Quatrième volet de la série. La disparition pour des raisons sociales, politiques ou économiques d'un intérêt national fédérateur conduirait les Etats-Unis d'Amérique à se fragmenter.

Temps de lecture: 12 minutes

Notre grand-frère, Slate.com, a lancé une série d'été sur les multiples scénarios vraisemblables ou non, plausibles ou totalement improbables, sérieux et moins sérieux qui pourraient mener à la disparition des Etats-Unis et de l'empire américain. Nous publierons traduits l'ensemble des articles de la série. Celui-ci est le quatrième article. Il a été précédé d'un premier texte introductif intitulé: Le thème porteur de la disparition des Etats-Unis, d'un deuxième sur Les quatre scénarios des futurologues et d'un troisième intitulé Le cauchemar climatique.
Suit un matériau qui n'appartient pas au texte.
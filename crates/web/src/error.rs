//! Failures a mocked endpoint can answer with

use axum::http::StatusCode;
use pizzamock_common::ErrorBody;
use thiserror::Error;

use crate::dispatch::{MockResponse, Outcome};

#[derive(Error, Debug, Clone, PartialEq, Eq)]
pub enum MockError {
    /// Unknown email or wrong password
    #[error("Unauthorized")]
    Unauthorized,
}

impl MockError {
    pub fn status(&self) -> StatusCode {
        match self {
            MockError::Unauthorized => StatusCode::UNAUTHORIZED,
        }
    }

    pub fn to_response(&self) -> MockResponse {
        MockResponse::json(
            self.status(),
            ErrorBody {
                error: self.to_string(),
            },
        )
    }
}

impl From<MockError> for Outcome {
    fn from(e: MockError) -> Self {
        Outcome::Fulfill(e.to_response())
    }
}
//! HTTP client that executes scenario steps against a running mock

use pizzamock_common::FixtureKind;
use reqwest::Method;
use serde::{Deserialize, Serialize};
use std::time::{Duration, Instant};
use tracing::{debug, info};

use crate::error::{E2eError, E2eResult};
use crate::spec::ScenarioStep;

/// Result of executing a scenario step
#[derive(Debug, Clone, Serialize, Deserialize)]
pub struct StepResult {
    pub success: bool,
    pub step_name: String,
    pub duration_ms: u64,
    pub error: Option<String>,
    /// HTTP status of a request step
    pub status: Option<u16>,
}

pub struct ApiClient {
    base_url: String,
    http: reqwest::Client,
}

impl ApiClient {
    pub fn new(base_url: impl Into<String>, timeout: Duration) -> E2eResult<Self> {
        let http = reqwest::Client::builder().timeout(timeout).build()?;
        Ok(Self {
            base_url: base_url.into().trim_end_matches('/').to_string(),
            http,
        })
    }

    pub fn base_url(&self) -> &str {
        &self.base_url
    }

    /// Put the mock back to a fresh copy of `fixture`
    pub async fn reset(&self, fixture: FixtureKind) -> E2eResult<()> {
        let resp = self
            .http
            .post(format!("{}/__mock/reset", self.base_url))
            .json(&serde_json::json!({ "fixture": fixture }))
            .send()
            .await?;

        if !resp.status().is_success() {
            return Err(E2eError::StepFailed {
                step: "reset".to_string(),
                reason: format!("reset returned {}", resp.status()),
            });
        }
        Ok(())
    }

    /// Execute a single step. Failed expectations come back as an
    /// unsuccessful `StepResult`; only malformed steps are errors.
    pub async fn execute_step(
        &self,
        step: &ScenarioStep,
        fixture: FixtureKind,
    ) -> E2eResult<StepResult> {
        let start = Instant::now();
        let step_name = step_name(step);

        debug!("Executing step: {}", step_name);

        let mut status = None;
        let result = match step {
            ScenarioStep::Request {
                method,
                path,
                body,
                expect,
            } => {
                let method = parse_method(method)?;
                match self.send(method, path, body.as_ref()).await {
                    Ok((code, text)) => {
                        status = Some(code);
                        expect.check(code, &text).map_err(E2eError::AssertionFailed)
                    }
                    Err(e) => Err(e),
                }
            }
            ScenarioStep::Reset => self.reset(fixture).await,
            ScenarioStep::Sleep { ms } => {
                tokio::time::sleep(Duration::from_millis(*ms)).await;
                Ok(())
            }
            ScenarioStep::Log { message } => {
                info!("[SCENARIO LOG] {}", message);
                Ok(())
            }
        };

        let duration_ms = start.elapsed().as_millis() as u64;

        match result {
            Ok(()) => Ok(StepResult {
                success: true,
                step_name,
                duration_ms,
                error: None,
                status,
            }),
            Err(e) => Ok(StepResult {
                success: false,
                step_name,
                duration_ms,
                error: Some(e.to_string()),
                status,
            }),
        }
    }

    /// Send one request, returning the status and raw body text
    async fn send(
        &self,
        method: Method,
        path: &str,
        body: Option<&serde_json::Value>,
    ) -> E2eResult<(u16, String)> {
        let url = format!("{}{}", self.base_url, path);
        let mut request = self.http.request(method, &url);
        if let Some(body) = body {
            request = request.json(body);
        }

        let resp = request.send().await?;
        let status = resp.status().as_u16();
        let text = resp.text().await?;
        debug!("{} -> {} {}", url, status, text);
        Ok((status, text))
    }
}

fn parse_method(method: &str) -> E2eResult<Method> {
    Method::from_bytes(method.trim().to_uppercase().as_bytes())
        .map_err(|_| E2eError::SpecParse(format!("invalid HTTP method {:?}", method)))
}

/// Short label for a step, used in logs and results
pub fn step_name(step: &ScenarioStep) -> String {
    match step {
        ScenarioStep::Request { method, path, .. } => {
            format!("{} {}", method.to_uppercase(), path)
        }
        ScenarioStep::Reset => "reset".to_string(),
        ScenarioStep::Sleep { ms } => format!("sleep:{}ms", ms),
        ScenarioStep::Log { message } => {
            format!("log:{}", message.chars().take(30).collect::<String>())
        }
    }
}
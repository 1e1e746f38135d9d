//! Login, registration and logout on `/api/auth`

use pizzamock_common::{AuthResponse, LoginRequest, MessageResponse, RegisterRequest};
use tracing::{debug, info};

use crate::dispatch::{Call, MockResponse, Outcome};
use crate::error::MockError;
use crate::mock::MockState;

pub const LOGOUT_MESSAGE: &str = "logout successful";

/// `PUT /api/auth`
pub fn login(state: &mut MockState, call: &Call<'_>) -> Outcome {
    let req: LoginRequest = call.json();
    let Some(user) = state.directory.authenticate(&req.email, &req.password) else {
        debug!("rejected login for {:?}", req.email);
        return MockError::Unauthorized.into();
    };

    let user = user.clone();
    info!("logged in {} ({})", user.email, user.id);
    state.session.begin(user.id.clone());
    Outcome::Fulfill(MockResponse::ok(AuthResponse {
        user,
        token: state.auth_token.clone(),
    }))
}

/// `POST /api/auth`. The new user is logged in straight away.
pub fn register(state: &mut MockState, call: &Call<'_>) -> Outcome {
    let req: RegisterRequest = call.json();
    let user = state.directory.register(&req.name, &req.email, &req.password);

    info!("registered {} ({})", user.email, user.id);
    state.session.begin(user.id.clone());
    Outcome::Fulfill(MockResponse::ok(AuthResponse {
        user,
        token: state.auth_token.clone(),
    }))
}

/// `DELETE /api/auth`
pub fn logout(state: &mut MockState, _call: &Call<'_>) -> Outcome {
    if let Some(id) = state.session.end() {
        info!("logged out {}", id);
    }
    Outcome::Fulfill(MockResponse::ok(MessageResponse {
        message: LOGOUT_MESSAGE.to_string(),
    }))
}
Lorsque l'Amérique que nous connaissons disparaîtra, notre gouvernement ne pourra évoluer que de deux façons. Première possibilité: le système fédéral pourrait laisser place à un gouvernement central tout-puissant. (Voir l'article sur Le cauchemar climatique). Seconde option: la décentralisation. En l'absence d'un intérêt national fédérateur, les Etats-Unis d'Amérique pourraient se fragmenter; ils seraient alors supplantés par une gouvernance régionale.

L'Amérique a été pensée pour éviter ces deux extrêmes, pour maintenir un équilibre constant entre les Etats et le gouvernement national. Si les Etats-Unis rompent cet équilibre des pouvoirs prévu par la Constitution, ils disparaîtront. Nous nous intéresserons bientôt au scénario totalitaire; aujourd'hui, penchons-nous sur une éventuelle désintégration de l'Amérique.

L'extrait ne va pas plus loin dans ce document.